The supervised learning algorithms discussed in this paper, irrespective of the approach used, did not explore the synapse model thoroughly that is found from the literature. Although in some algorithms such as [5, 77,78,79] synaptic delays [40] are used, those are constant synaptic delays, and wherever the usage of the mixture of excitatory neurons and inhibitory neurons is observed, those are not appropriately implemented like GABA-switch [17, 45]. Synaptic delays are significant when biological plausibility is concerned. In the GABA-switch mechanism, switching from excitatory neuron to inhibitory and vice versa happens randomly. The robustness of an algorithm is tested against noise, and in the biological process, the presence of noise is evident while sharing information among neurons [15]. A model should be robust to be biologically plausible, which is less explored in the case of SNN. Another important phenomenon observed in a biological neuron is the spontaneous firing of spikes [27, 42] which is almost neglected in most of the synapse models of an SNN architecture.

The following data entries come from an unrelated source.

//! Shared testing utilities for pubset CLI tests.

use assert_cmd::Command;
use std::fs;
use std::path::{Path, PathBuf};
use tempfile::TempDir;

pub const SINGLE_URL_BODY: &str = r#"{"publish_sets":[{"name":"main","publish_set_type":"single_url","desktops_url":"https://x/d"}]}"#;
pub const MULTIPLE_URL_BODY: &str = r#"{"publish_sets":[{"name":"main","publish_set_type":"multiple_url","desktops_url":null}]}"#;
pub const BASIC_USER_KEY: &str = "Basic dXNlcjprZXk=";

/// Testing harness providing an isolated workspace and a fake configuration API.
#[allow(dead_code)]
pub struct TestContext {
    root: TempDir,
    work_dir: PathBuf,
    pub server: mockito::ServerGuard,
}

#[allow(dead_code)]
impl TestContext {
    /// Create a new isolated environment.
    pub fn new() -> Self {
        let root = TempDir::new().expect("Failed to create temp directory for tests");
        let work_dir = root.path().join("work");
        fs::create_dir_all(&work_dir).expect("Failed to create test work directory");

        Self { root, work_dir, server: mockito::Server::new() }
    }

    /// Path to the workspace directory used for CLI invocations.
    pub fn work_dir(&self) -> &Path {
        &self.work_dir
    }

    /// Serve `body` for `GET /configurations/<id>`, expecting `hits` calls.
    pub fn serve_configuration(&mut self, id: &str, body: &str, hits: usize) -> mockito::Mock {
        self.server
            .mock("GET", format!("/configurations/{}", id).as_str())
            .match_header("authorization", BASIC_USER_KEY)
            .with_status(200)
            .with_header("content-type", "application/json")
            .with_body(body)
            .expect(hits)
            .create()
    }

    /// Build a command for invoking the compiled `pubset` binary against the fake API.
    pub fn cli(&self) -> Command {
        let mut cmd = Command::cargo_bin("pubset").expect("Failed to locate pubset binary");
        cmd.current_dir(&self.work_dir)
            .env("SKYTAP_USERNAME", "user")
            .env("SKYTAP_API_KEY", "key")
            .env_remove("RUST_LOG")
            .args(["list-published-url", "--base-url", &self.server.url()]);
        cmd
    }

    /// Write a file inside the workspace.
    pub fn write_file(&self, relative: &str, content: &str) -> PathBuf {
        let path = self.work_dir.join(relative);
        fs::write(&path, content).expect("Failed to write test file");
        path
    }

    /// Read a file inside the workspace, `None` if it does not exist.
    pub fn read_file(&self, relative: &str) -> Option<String> {
        fs::read_to_string(self.work_dir.join(relative)).ok()
    }
}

Although metaheuristic approaches are a little time-consuming and can work with a single spiking scheme, they have many advantages that are not achievable using other optimisation approaches. Therefore, there is a need for more exploration of metaheuristic approaches to develop an efficient learning algorithm compatible with SNN. Note that other powerful metaheuristics such as Genetic Algorithm (GA) [3, 26, 33] and Grey Wolf Optimisation (GWO) [52] are rarely explored successfully and experimented directly, providing a properly balanced trade-off between the computational cost and biological plausibility, with SNN trained in the supervised manner except [35] and [36].